On 8/7/06, SPUI drspui@gmail.com wrote:
What's your opinion on stuff like http://en.wikipedia.org/wiki/Template:Njt-sta ?
Hmm, doesn't look too harmful. One downside is it creates a dependancy on a particular naming scheme [...(NJT station), ...(NCS station)...], which is discouraged by our naming conventions policy (which states that generally names should *not* be disambiguated in this manner unless needed). However, if that naming convention ever changes (eg, all the (River LINE) articles become (River Line)), then the change only has to be made in one place - a Good Thing.
Another downside is that it hides (unhelpfully) what's going on. {{njt-sta|Union}} doesn't look like a link. Everyone knows that [[Union (NJT Station)|]] is a piped link, but a template could be anything.
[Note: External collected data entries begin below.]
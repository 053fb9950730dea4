use rust_decimal::Decimal;
use serde::{Deserialize, Serialize};
use std::fmt;

/// Direction of a leveraged position
#[derive(Debug, Clone, Copy, PartialEq, Eq, Hash, Serialize, Deserialize)]
#[serde(rename_all = "lowercase")]
pub enum Side {
    Long,
    Short,
}

impl Side {
    pub fn as_str(&self) -> &'static str {
        match self {
            Side::Long => "long",
            Side::Short => "short",
        }
    }

    /// Side implied by a signed size (negative = short)
    pub fn from_signed(size: Decimal) -> Self {
        if size.is_sign_negative() {
            Side::Short
        } else {
            Side::Long
        }
    }
}

impl fmt::Display for Side {
    fn fmt(&self, f: &mut fmt::Formatter<'_>) -> fmt::Result {
        write!(f, "{}", self.as_str())
    }
}

/// One open position as normalized by a venue adapter
#[derive(Debug, Clone, PartialEq, Serialize, Deserialize)]
pub struct Position {
    /// Venue the position lives on
    pub venue: String,
    pub symbol: String,
    pub side: Side,
    /// Absolute size in base units
    pub size: Decimal,
    pub entry_price: Decimal,
    pub mark_price: Decimal,
    pub unrealized_pnl: Decimal,
    pub leverage: Decimal,
}

impl Position {
    /// Notional value at the current mark
    pub fn notional(&self) -> Decimal {
        self.size.abs() * self.mark_price
    }

    /// Equity attributed to the position: posted margin plus open P&L.
    ///
    /// At leverage 1 this equals `size * mark_price`.
    pub fn mark_value(&self) -> Decimal {
        let leverage = if self.leverage > Decimal::ZERO {
            self.leverage
        } else {
            Decimal::ONE
        };
        self.size.abs() * self.entry_price / leverage + self.unrealized_pnl
    }

    pub fn is_open(&self) -> bool {
        !self.size.is_zero()
    }
}

#[cfg(test)]
mod tests {
    use super::*;
    use rust_decimal_macros::dec;

    fn position(side: Side, entry: Decimal, mark: Decimal, leverage: Decimal) -> Position {
        let size = dec!(2);
        let direction = match side {
            Side::Long => Decimal::ONE,
            Side::Short => Decimal::NEGATIVE_ONE,
        };
        Position {
            venue: "paper".to_string(),
            symbol: "ETH".to_string(),
            side,
            size,
            entry_price: entry,
            mark_price: mark,
            unrealized_pnl: (mark - entry) * size * direction,
            leverage,
        }
    }

    #[test]
    fn test_unlevered_mark_value_is_notional() {
        let p = position(Side::Long, dec!(100), dec!(110), dec!(1));
        assert_eq!(p.mark_value(), dec!(220));
        assert_eq!(p.mark_value(), p.notional());
    }

    #[test]
    fn test_levered_mark_value_is_margin_plus_pnl() {
        // margin 2*100/5 = 40, pnl (90-100)*2*-1 = +20
        let p = position(Side::Short, dec!(100), dec!(90), dec!(5));
        assert_eq!(p.mark_value(), dec!(60));
    }

    #[test]
    fn test_zero_leverage_treated_as_spot() {
        let p = position(Side::Long, dec!(10), dec!(10), Decimal::ZERO);
        assert_eq!(p.mark_value(), dec!(20));
    }

    #[test]
    fn test_side_from_signed_size() {
        assert_eq!(Side::from_signed(dec!(-0.5)), Side::Short);
        assert_eq!(Side::from_signed(dec!(0.5)), Side::Long);
    }
}
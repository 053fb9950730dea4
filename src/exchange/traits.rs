use async_trait::async_trait;
use serde::{Deserialize, Serialize};
use std::str::FromStr;

use crate::domain::{AccountValue, Position};
use crate::error::{GuardError, Result, VenueError};

pub type VenueResult<T> = std::result::Result<T, VenueError>;

#[derive(Debug, Clone, Copy, PartialEq, Eq, Serialize, Deserialize)]
#[serde(rename_all = "snake_case")]
pub enum VenueKind {
    /// In-memory simulated venue
    Paper,
    /// Normalized REST contract in front of a signing sidecar
    Gateway,
    /// Hyperliquid perps (public info API + order gateway)
    Hyperliquid,
}

impl Default for VenueKind {
    fn default() -> Self {
        Self::Paper
    }
}

impl VenueKind {
    pub fn as_str(&self) -> &'static str {
        match self {
            Self::Paper => "paper",
            Self::Gateway => "gateway",
            Self::Hyperliquid => "hyperliquid",
        }
    }
}

impl std::fmt::Display for VenueKind {
    fn fmt(&self, f: &mut std::fmt::Formatter<'_>) -> std::fmt::Result {
        write!(f, "{}", self.as_str())
    }
}

impl FromStr for VenueKind {
    type Err = &'static str;

    fn from_str(raw: &str) -> std::result::Result<Self, Self::Err> {
        match raw.trim().to_ascii_lowercase().as_str() {
            "paper" | "dry_run" => Ok(Self::Paper),
            "gateway" | "rest" => Ok(Self::Gateway),
            "hyperliquid" | "hl" => Ok(Self::Hyperliquid),
            _ => Err("invalid venue; expected paper|gateway|hyperliquid"),
        }
    }
}

pub fn parse_venue_kind(raw: &str) -> Result<VenueKind> {
    VenueKind::from_str(raw).map_err(|e| GuardError::InvalidConfig(e.to_string()))
}

/// What a flatten call did
#[derive(Debug, Clone, Default, PartialEq, Eq, Serialize, Deserialize)]
pub struct CloseReport {
    /// Symbols a close was issued for; empty when the venue was already flat
    pub closed: Vec<String>,
}

impl CloseReport {
    pub fn already_flat() -> Self {
        Self::default()
    }

    pub fn was_noop(&self) -> bool {
        self.closed.is_empty()
    }
}

/// Capability interface every venue implements.
///
/// An empty position list is a valid state. `close_all_positions` must be
/// idempotent: with nothing open it succeeds without doing anything.
#[async_trait]
pub trait VenueAdapter: Send + Sync {
    /// Identifier this adapter is registered under
    fn id(&self) -> &str;

    fn kind(&self) -> VenueKind;

    async fn get_account_value(&self) -> VenueResult<AccountValue>;

    async fn get_positions(&self) -> VenueResult<Vec<Position>>;

    async fn close_all_positions(&self) -> VenueResult<CloseReport>;
}

#[cfg(test)]
mod tests {
    use super::*;

    #[test]
    fn parse_venue_kind_accepts_aliases() {
        assert_eq!(
            parse_venue_kind("paper").expect("paper should parse"),
            VenueKind::Paper
        );
        assert_eq!(
            parse_venue_kind("HL").expect("hl alias should parse"),
            VenueKind::Hyperliquid
        );
        assert_eq!(
            parse_venue_kind("rest").expect("rest alias should parse"),
            VenueKind::Gateway
        );
    }

    #[test]
    fn parse_venue_kind_rejects_unknown_value() {
        assert!(parse_venue_kind("solana").is_err());
    }
}
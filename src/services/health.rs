//! Health check HTTP server
//!
//! Read-only view of the controller for process supervision. Nothing here can
//! change breaker state.

use axum::{extract::State, http::StatusCode, response::IntoResponse, routing::get, Json, Router};
use chrono::{DateTime, Utc};
use serde::{Deserialize, Serialize};
use std::net::SocketAddr;
use std::sync::Arc;
use tracing::{info, warn};

use crate::coordination::SharedStatus;
use crate::domain::BreakerState;
use crate::error::{GuardError, Result};
use crate::persistence::AuditLog;

/// Health status for the process
#[derive(Debug, Clone, Copy, PartialEq, Eq, Serialize, Deserialize)]
#[serde(rename_all = "lowercase")]
pub enum HealthStatus {
    Healthy,
    Degraded,
    Unhealthy,
}

impl HealthStatus {
    pub fn is_healthy(&self) -> bool {
        matches!(self, HealthStatus::Healthy)
    }
}

/// Overall system health response
#[derive(Debug, Clone, Serialize, Deserialize)]
pub struct HealthResponse {
    pub status: HealthStatus,
    pub timestamp: DateTime<Utc>,
    pub uptime_seconds: u64,
    pub breaker_state: BreakerState,
    pub last_tick_at: Option<DateTime<Utc>>,
    pub ticks: u64,
    pub breaches: u64,
    pub consecutive_aggregation_failures: u32,
    pub dry_run: bool,
}

/// Shared state for health server
pub struct HealthState {
    status: SharedStatus,
    audit: Arc<dyn AuditLog>,
    /// A tick older than this marks the loop as stalled
    stale_after_secs: i64,
}

impl HealthState {
    pub fn new(status: SharedStatus, audit: Arc<dyn AuditLog>, check_interval_seconds: u64) -> Self {
        Self {
            status,
            audit,
            stale_after_secs: (check_interval_seconds.max(1) * 3) as i64,
        }
    }

    /// Get overall health status
    pub async fn get_health(&self) -> HealthResponse {
        let status = self.status.read().await.clone();
        let now = Utc::now();

        let reference = status.last_tick_at.unwrap_or(status.started_at);
        let stalled = (now - reference).num_seconds() > self.stale_after_secs;

        let health = if stalled {
            HealthStatus::Unhealthy
        } else if status.consecutive_aggregation_failures > 0 {
            HealthStatus::Degraded
        } else {
            HealthStatus::Healthy
        };

        HealthResponse {
            status: health,
            timestamp: now,
            uptime_seconds: (now - status.started_at).num_seconds().max(0) as u64,
            breaker_state: status.state,
            last_tick_at: status.last_tick_at,
            ticks: status.ticks,
            breaches: status.breaches,
            consecutive_aggregation_failures: status.consecutive_aggregation_failures,
            dry_run: status.dry_run,
        }
    }
}

/// Routes served by the health server
pub fn router(state: Arc<HealthState>) -> Router {
    Router::new()
        .route("/health", get(health_handler))
        .route("/healthz", get(liveness_handler))
        .route("/events/latest", get(latest_event_handler))
        .with_state(state)
}

/// Health check server
pub struct HealthServer {
    state: Arc<HealthState>,
    port: u16,
}

impl HealthServer {
    pub fn new(state: Arc<HealthState>, port: u16) -> Self {
        Self { state, port }
    }

    /// Start the health server
    pub async fn run(&self) -> Result<()> {
        let app = router(Arc::clone(&self.state));

        let addr = SocketAddr::from(([0, 0, 0, 0], self.port));
        info!("Starting health server on {}", addr);

        let listener = tokio::net::TcpListener::bind(addr).await?;
        axum::serve(listener, app)
            .await
            .map_err(|e| GuardError::Internal(format!("Health server error: {}", e)))?;

        Ok(())
    }
}

/// Full health check endpoint
async fn health_handler(State(state): State<Arc<HealthState>>) -> impl IntoResponse {
    let health = state.get_health().await;
    let status_code = match health.status {
        HealthStatus::Healthy | HealthStatus::Degraded => StatusCode::OK,
        HealthStatus::Unhealthy => StatusCode::SERVICE_UNAVAILABLE,
    };
    (status_code, Json(health))
}

/// Liveness probe: the process answers
async fn liveness_handler() -> impl IntoResponse {
    StatusCode::OK
}

/// Last persisted breach record
async fn latest_event_handler(State(state): State<Arc<HealthState>>) -> impl IntoResponse {
    match state.audit.latest_breach().await {
        Ok(Some(record)) => (StatusCode::OK, Json(serde_json::to_value(record).unwrap_or_default())),
        Ok(None) => (
            StatusCode::NOT_FOUND,
            Json(serde_json::json!({ "error": "no breach recorded" })),
        ),
        Err(e) => {
            warn!("latest breach lookup failed: {}", e);
            (
                StatusCode::INTERNAL_SERVER_ERROR,
                Json(serde_json::json!({ "error": e.to_string() })),
            )
        }
    }
}

#[cfg(test)]
mod tests {
    use super::*;
    use crate::coordination::BreakerStatus;
    use crate::domain::{ActionOutcome, BreachEvent, BreachKind, Decision, PortfolioSnapshot};
    use crate::persistence::{AuditRecord, MemoryAuditLog};
    use axum::body::Body;
    use axum::http::Request;
    use rust_decimal_macros::dec;
    use tokio::sync::RwLock;
    use tower::ServiceExt;

    fn status(last_tick_at: Option<DateTime<Utc>>, failures: u32) -> SharedStatus {
        Arc::new(RwLock::new(BreakerStatus {
            state: BreakerState::Monitoring,
            started_at: Utc::now(),
            last_tick_at,
            ticks: 1,
            consecutive_aggregation_failures: failures,
            breaches: 0,
            last_breach_at: None,
            dry_run: true,
        }))
    }

    async fn get(app: Router, uri: &str) -> (StatusCode, serde_json::Value) {
        let response = app
            .oneshot(Request::builder().uri(uri).body(Body::empty()).unwrap())
            .await
            .unwrap();
        let status = response.status();
        let bytes = axum::body::to_bytes(response.into_body(), usize::MAX).await.unwrap();
        (status, serde_json::from_slice(&bytes).unwrap_or(serde_json::Value::Null))
    }

    #[tokio::test]
    async fn test_fresh_tick_is_healthy() {
        let state = HealthState::new(status(Some(Utc::now()), 0), Arc::new(MemoryAuditLog::new()), 60);
        let (code, body) = get(router(Arc::new(state)), "/health").await;

        assert_eq!(code, StatusCode::OK);
        assert_eq!(body["status"], "healthy");
        assert_eq!(body["breaker_state"], "MONITORING");
    }

    #[tokio::test]
    async fn test_aggregation_failures_degrade() {
        let state = HealthState::new(status(Some(Utc::now()), 2), Arc::new(MemoryAuditLog::new()), 60);
        let health = state.get_health().await;
        assert_eq!(health.status, HealthStatus::Degraded);
    }

    #[tokio::test]
    async fn test_stalled_loop_is_unhealthy() {
        let old = Utc::now() - chrono::Duration::seconds(600);
        let state = HealthState::new(status(Some(old), 0), Arc::new(MemoryAuditLog::new()), 60);
        let (code, body) = get(router(Arc::new(state)), "/health").await;

        assert_eq!(code, StatusCode::SERVICE_UNAVAILABLE);
        assert_eq!(body["status"], "unhealthy");
    }

    #[tokio::test]
    async fn test_latest_event() {
        let audit = Arc::new(MemoryAuditLog::new());
        let state = Arc::new(HealthState::new(status(None, 0), audit.clone(), 60));

        let (code, _) = get(router(state.clone()), "/events/latest").await;
        assert_eq!(code, StatusCode::NOT_FOUND);

        let snapshot = Arc::new(PortfolioSnapshot::new(Utc::now(), "paper", dec!(48), vec![]));
        let mut event = BreachEvent::new(BreachKind::MinBalance, dec!(48), dec!(50), snapshot);
        event.attach_decision(Decision::CloseAll, None);
        event.attach_outcome(ActionOutcome::Success {
            venues: vec![],
            attempts: 0,
        });
        audit.record_breach(&AuditRecord::from_event(&event).unwrap()).await.unwrap();

        let (code, body) = get(router(state), "/events/latest").await;
        assert_eq!(code, StatusCode::OK);
        assert_eq!(body["kind"], "MIN_BALANCE");
        assert_eq!(body["decision"], "close_all");
        assert_eq!(body["outcome"]["status"], "success");
    }
}
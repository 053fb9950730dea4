use rust_decimal::Decimal;
use std::sync::Arc;
use tracing::warn;

use crate::config::{LimitMode, ThresholdConfig};
use crate::domain::{BreachEvent, BreachKind, PortfolioSnapshot};

const HUNDRED: Decimal = Decimal::from_parts(100, 0, 0, false, 0);

/// Effective USD loss and gain limits for a snapshot.
///
/// In percent mode they scale with the baseline; `None` means the P&L rules
/// cannot be applied (no positive baseline to take a percentage of).
pub fn pnl_limits(snapshot: &PortfolioSnapshot, config: &ThresholdConfig) -> Option<(Decimal, Decimal)> {
    match config.limit_mode {
        LimitMode::Usd => Some((config.max_loss_usd, config.max_gain_usd)),
        LimitMode::Percent => {
            let baseline = snapshot.baseline_value_usd();
            if baseline <= Decimal::ZERO {
                return None;
            }
            Some((
                baseline * config.max_loss_percent / HUNDRED,
                baseline * config.max_gain_percent / HUNDRED,
            ))
        }
    }
}

/// Check one snapshot against the thresholds.
///
/// Rules in precedence order, first match wins:
/// 1. available balance below `min_balance_usd`
/// 2. P&L since baseline at or below the negative loss limit
/// 3. P&L since baseline at or above the gain limit
pub fn evaluate(snapshot: &Arc<PortfolioSnapshot>, config: &ThresholdConfig) -> Option<BreachEvent> {
    let available = snapshot.available_balance_usd();
    if available < config.min_balance_usd {
        return Some(BreachEvent::new(
            BreachKind::MinBalance,
            available,
            config.min_balance_usd,
            Arc::clone(snapshot),
        ));
    }

    let Some((max_loss, max_gain)) = pnl_limits(snapshot, config) else {
        warn!(
            baseline = %snapshot.baseline_value_usd(),
            "percent limits skipped, baseline is not positive"
        );
        return None;
    };

    let pnl = snapshot.realized_pnl_since_baseline();
    if pnl <= -max_loss {
        return Some(BreachEvent::new(
            BreachKind::MaxLoss,
            pnl,
            max_loss,
            Arc::clone(snapshot),
        ));
    }

    if pnl >= max_gain {
        return Some(BreachEvent::new(
            BreachKind::MaxGain,
            pnl,
            max_gain,
            Arc::clone(snapshot),
        ));
    }

    None
}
Also, the general downside of templates that automatically add the square brackets for you is that you can't repipe them to something better as appropriate. Maybe in some page you want the text to appear as [[Union (NJT Station)|Union Station]], while avoiding hard coding in the actual name of the article. You can't.
In general, I'm definitely in favour of wrapping any repetitive code in a template. As an example, I recently created {{noteson|...}} which simply links to a certain site with some given text. The idea being that if you're going to have 150 different links to the same site around wikipedia, it's bad if they're presented in 150 different ways.
In this particular case, I'm not sure it's incredibly helpful (redirects would to a certain extent solve the problem of pages moving), but it's not harmful either.